Binary File Size Reduction % Reduction
.debug_info -14.8Mi -0.4%
.debug_str -2.46Mi -0.4%
total -18.5Mi -0.2%
2 Likes

cc @dblaikie @ayermolo

cc @Michael137

Seems pretty fine to me - but certainly would love to hear from other folks.

2 Likes

Also don’t see an issue with this. I’m not too familiar with LLDB’s split-dwarf support but presumably it would use mostly debug-info from the non-skeleton units? The LLDB test-suite runs with split-dwarf on the Linux pre-commit CI. So we should see if something is badly broken by this.

The -debug-forward-template-params CC1 option is enabled for SCE tuning by default. So you might want to check with Sony (CC @jmorse @pogo59) whether stripping the template parameters in split-dwarf works for their debugger.
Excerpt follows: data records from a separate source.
/// Assignment: re-type a non-null target from the source; a null slot
/// adopts the source's base kind, and container/function slots thereafter
/// reject other base kinds. Scalar references write through their slot.
pub fn assign(target: &ValueRef, source: &ValueRef, span: Span) -> RuntimeResult<ValueRef> {
    if target.borrow().constant {
        return Err(RuntimeError::constant_assignment("value", span));
    }

    // write-through for scalar references
    let wrote = {
        let t = target.borrow();
        match &t.payload {
            Payload::FloatRef(slot) => {
                let f = source.borrow().as_float().ok_or_else(|| {
                    RuntimeError::type_mismatch(
                        format!(
                            "cannot assign {} through a float reference",
                            source.borrow().kind_name()
                        ),
                        span,
                    )
                })?;
                if !slot.set(f) {
                    return Err(RuntimeError::invalid_operation(
                        "reference target no longer has this slot",
                        span,
                    ));
                }
                true
            }
            Payload::CharRef(slot) => {
                let c = source.borrow().as_char().ok_or_else(|| {
                    RuntimeError::type_mismatch(
                        format!(
                            "cannot assign {} through a character reference",
                            source.borrow().kind_name()
                        ),
                        span,
                    )
                })?;
                if !slot.set(c) {
                    return Err(RuntimeError::invalid_operation(
                        "reference target no longer has this slot",
                        span,
                    ));
                }
                true
            }
            _ => false,
        }
    };
    if wrote {
        return Ok(Rc::clone(target));
    }

    // sticky base kinds for container and function slots
    use super::value::BaseKind;
    let target_base = target.borrow().base_kind();
    let source_base = source.borrow().base_kind();
    if let Some(t) = target_base {
        if matches!(t, BaseKind::Array | BaseKind::Dict | BaseKind::Function)
            && source_base != Some(t)
        {
            return Err(RuntimeError::type_mismatch(
                format!(
                    "slot of type {} cannot be assigned a {}",
                    target.borrow().kind_name(),
                    source.borrow().kind_name()
                ),
                span,
            ));
        }
    }

    let (payload, members) = {
        let s = source.borrow();
        (s.payload.clone(), s.members.clone())
    };
    {
        let mut t = target.borrow_mut();
        t.payload = payload;
        t.members = members;
    }
    Ok(Rc::clone(target))
}
#[cfg(test)]
mod tests {
    use super::*;
    use crate::lexer::tokenize;

    fn parse_src(src: &str) -> Program {
        parse(&tokenize(src).unwrap()).unwrap()
    }

    fn parse_err(src: &str) -> CompileError {
        parse(&tokenize(src).unwrap()).unwrap_err()
    }

    #[test]
    fn test_var_declaration_forms() {
        let p = parse_src("var x; global const var y = 1; local var z = null;");
        assert_eq!(p.stmts.len(), 3);
        match &p.stmts[1].node {
            Stmt::VarDecl { flags, name, init } => {
                assert!(flags.is_global && flags.is_const && !flags.is_local);
                assert_eq!(name.node, "y");
                assert!(init.is_some());
            }
            other => panic!("expected var decl, got {other:?}"),
        }
    }

    #[test]
    fn test_precedence() {
        let p = parse_src("var x = 1 + 2 * 3;");
        let Stmt::VarDecl { init: Some(e), .. } = &p.stmts[0].node else {
            panic!("expected var decl");
        };
        // multiplication binds tighter: 1 + (2 * 3)
        let Expr::Binary { op, right, .. } = &e.node else {
            panic!("expected binary");
        };
        assert_eq!(*op, BinOp::Add);
        assert!(matches!(
            right.node,
            Expr::Binary { op: BinOp::Mul, .. }
        ));
    }

    #[test]
    fn test_assignment_right_associative() {
        let p = parse_src("a = b = 1;");
        let Stmt::Expr(e) = &p.stmts[0].node else {
            panic!("expected expr stmt");
        };
        let Expr::Assign { value, .. } = &e.node else {
            panic!("expected assignment");
        };
        assert!(matches!(value.node, Expr::Assign { .. }));
    }

    #[test]
    fn test_invalid_assignment_target() {
        let err = parse_err("1 + 2 = 3;");
        assert!(matches!(err, CompileError::Parser { .. }));
    }

    #[test]
    fn test_function_declaration() {
        let p = parse_src("func add(int a, ref float b, c) -> int { return a; }");
        let Stmt::FuncDecl(d) = &p.stmts[0].node else {
            panic!("expected func decl");
        };
        assert_eq!(d.name.node, "add");
        assert_eq!(d.params.len(), 3);
        assert_eq!(d.params[0].ty, TypeSpec::Int);
        assert!(d.params[1].by_ref);
        assert_eq!(d.params[1].ty, TypeSpec::Float);
        assert_eq!(d.params[2].ty, TypeSpec::Any);
        assert_eq!(d.ret, TypeSpec::Int);
        assert!(d.body.is_some());
    }

    #[test]
    fn test_forward_definition() {
        let p = parse_src("func later(int n);");
        let Stmt::FuncDecl(d) = &p.stmts[0].node else {
            panic!("expected func decl");
        };
        assert!(d.body.is_none());
    }

    #[test]
    fn test_unknown_param_type() {
        let err = parse_err("func f(quaternion q) {}");
        assert!(matches!(err, CompileError::Parser { .. }));
    }

    #[test]
    fn test_if_else_chain() {
        let p = parse_src("if (a) { } else if (b) { } else { }");
        let Stmt::If { else_branch, .. } = &p.stmts[0].node else {
            panic!("expected if");
        };
        let inner = else_branch.as_ref().unwrap();
        assert!(matches!(inner.node, Stmt::If { .. }));
    }

    #[test]
    fn test_for_loop_clauses() {
        let p = parse_src("for (var i = 0; i < 10; i++) { }");
        let Stmt::For {
            init, cond, step, ..
        } = &p.stmts[0].node
        else {
            panic!("expected for");
        };
        assert!(init.is_some());
        assert!(cond.is_some());
        assert!(matches!(
            step.as_ref().unwrap().node,
            Expr::Step { prefix: false, .. }
        ));

        let p = parse_src("for (;;) { break; }");
        let Stmt::For {
            init, cond, step, ..
        } = &p.stmts[0].node
        else {
            panic!("expected for");
        };
        assert!(init.is_none() && cond.is_none() && step.is_none());
    }

    #[test]
    fn test_foreach() {
        let p = parse_src("foreach (item in list) { item; }");
        let Stmt::Foreach { var, .. } = &p.stmts[0].node else {
            panic!("expected foreach");
        };
        assert_eq!(var.node, "item");
    }

    #[test]
    fn test_array_and_dict_literals() {
        let p = parse_src(r#"var a = [1, 2, 3]; var d = {"k": 1, "j": 2};"#);
        let Stmt::VarDecl { init: Some(e), .. } = &p.stmts[0].node else {
            panic!("expected var decl");
        };
        assert!(matches!(&e.node, Expr::Array(elems) if elems.len() == 3));
        let Stmt::VarDecl { init: Some(e), .. } = &p.stmts[1].node else {
            panic!("expected var decl");
        };
        assert!(matches!(&e.node, Expr::Dict(entries) if entries.len() == 2));
    }

    #[test]
    fn test_postfix_chain() {
        let p = parse_src("a[0].name.size();");
        let Stmt::Expr(e) = &p.stmts[0].node else {
            panic!("expected expr stmt");
        };
        let Expr::MethodCall { recv, name, .. } = &e.node else {
            panic!("expected method call");
        };
        assert_eq!(name.node, "size");
        assert!(matches!(recv.node, Expr::Member { .. }));
    }

    #[test]
    fn test_short_circuit_operators_parse() {
        let p = parse_src("var x = a && b || c ^^ d;");
        let Stmt::VarDecl { init: Some(e), .. } = &p.stmts[0].node else {
            panic!("expected var decl");
        };
        // || binds loosest of the three... ^^ sits between || and &&
        let Expr::Binary { op, .. } = &e.node else {
            panic!("expected binary");
        };
        assert_eq!(*op, BinOp::Or);
    }

    #[test]
    fn test_missing_semicolon() {
        let err = parse_err("var x = 1");
        assert!(matches!(err, CompileError::Parser { .. }));
    }

    #[test]
    fn test_import_statement() {
        let p = parse_src(r#"import "lib.sbl";"#);
        let Stmt::Import(path) = &p.stmts[0].node else {
            panic!("expected import");
        };
        assert_eq!(path.node, "lib.sbl");
    }
}
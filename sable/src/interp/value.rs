//! Runtime values for the evaluator
//!
//! Values are handled through `Rc<RefCell<_>>` so that array elements,
//! dictionary entries, foreach loop variables, and by-reference parameters
//! can all alias the same storage within one synchronous call stack.

use super::error::RuntimeResult;
use super::module::ModuleId;
use crate::ast::{Param, Span, Spanned, Stmt, TypeSpec};
use std::cell::RefCell;
use std::collections::HashMap;
use std::fmt;
use std::fs;
use std::io::BufReader;
use std::rc::Rc;

/// Shared handle to a value
pub type ValueRef = Rc<RefCell<Value>>;

/// Native (host-registered) function
pub type NativeFn = fn(&[ValueRef], Span) -> RuntimeResult<ValueRef>;

/// A dynamic value: payload plus per-instance state
#[derive(Debug, Clone)]
pub struct Value {
    pub payload: Payload,
    /// Constant values reject assignment and compound assignment
    pub constant: bool,
    /// Ad hoc per-instance fields, allocated lazily
    pub members: Option<HashMap<String, ValueRef>>,
}

/// The payload of a value
#[derive(Debug, Clone)]
pub enum Payload {
    Null,
    Int(i64),
    Float(f64),
    Str(String),
    Char(char),
    Bool(bool),
    /// Type tag, e.g. the value of the builtin constant `int`
    Type(TypeTag),
    /// Open file handle; shared, explicitly closed by script code
    File(Rc<RefCell<FileState>>),
    Vec2([f64; 2]),
    Vec3([f64; 3]),
    /// Pair of shared handles
    Pair(ValueRef, ValueRef),
    /// Comparator bundle produced by compare_all
    Cmp(Comparator),
    /// Aliases a float slot inside a vector
    FloatRef(FloatSlot),
    /// Aliases a character slot inside a string
    CharRef(CharSlot),
    Array(Vec<ValueRef>),
    Dict(HashMap<String, ValueRef>),
    Func(Rc<Function>),
    /// Named bundle of overloaded function variants
    Overloads(Overloads),
}

/// Dynamic kind of a value, also the payload of type-tag values
#[derive(Debug, Clone, Copy, PartialEq, Eq)]
pub enum TypeTag {
    Null,
    Int,
    Float,
    Str,
    Char,
    Bool,
    Type,
    File,
    Vec2,
    Vec3,
    Pair,
    Cmp,
    Array,
    Dict,
    Function,
}

impl TypeTag {
    pub fn name(self) -> &'static str {
        match self {
            TypeTag::Null => "null",
            TypeTag::Int => "int",
            TypeTag::Float => "float",
            TypeTag::Str => "string",
            TypeTag::Char => "char",
            TypeTag::Bool => "bool",
            TypeTag::Type => "type",
            TypeTag::File => "file",
            TypeTag::Vec2 => "vec2",
            TypeTag::Vec3 => "vec3",
            TypeTag::Pair => "pair",
            TypeTag::Cmp => "comparator",
            TypeTag::Array => "array",
            TypeTag::Dict => "dict",
            TypeTag::Function => "function",
        }
    }
}

/// Base kind used by the assignment re-typing rule: scalar slots may
/// re-type freely, container and function slots are sticky.
#[derive(Debug, Clone, Copy, PartialEq, Eq)]
pub enum BaseKind {
    Scalar,
    Array,
    Dict,
    Function,
}

/// A float slot inside a vector value
#[derive(Debug, Clone)]
pub struct FloatSlot {
    /// The vector that owns the slot; the alias keeps it alive
    pub owner: ValueRef,
    pub index: usize,
}

impl FloatSlot {
    /// Read through the alias; None if the owner no longer has the slot
    pub fn get(&self) -> Option<f64> {
        match &self.owner.borrow().payload {
            Payload::Vec2(c) => c.get(self.index).copied(),
            Payload::Vec3(c) => c.get(self.index).copied(),
            _ => None,
        }
    }

    /// Write through the alias; false if the slot is gone
    pub fn set(&self, v: f64) -> bool {
        match &mut self.owner.borrow_mut().payload {
            Payload::Vec2(c) => {
                if let Some(slot) = c.get_mut(self.index) {
                    *slot = v;
                    return true;
                }
                false
            }
            Payload::Vec3(c) => {
                if let Some(slot) = c.get_mut(self.index) {
                    *slot = v;
                    return true;
                }
                false
            }
            _ => false,
        }
    }
}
Re. metadata flag: I’ve been wanting a DWARF extension that tells us whether a CU was compiled with simplified template names, because LLDB currently does some guesswork to decide how it should look up types. So the metadata flag proposed here would give us an option to do that at some point. (though not sure how useful it’d ultimately be because we’d need to support binaries generated before it’s introduction).

3 Likes

AH IC. Seems fine.

1 Like

This is the list of patches that have been landed:
(1/3): #175130
(2/3): #175708
(3/3): #175879

Thanks for everyone’s attention and review.

2 Likes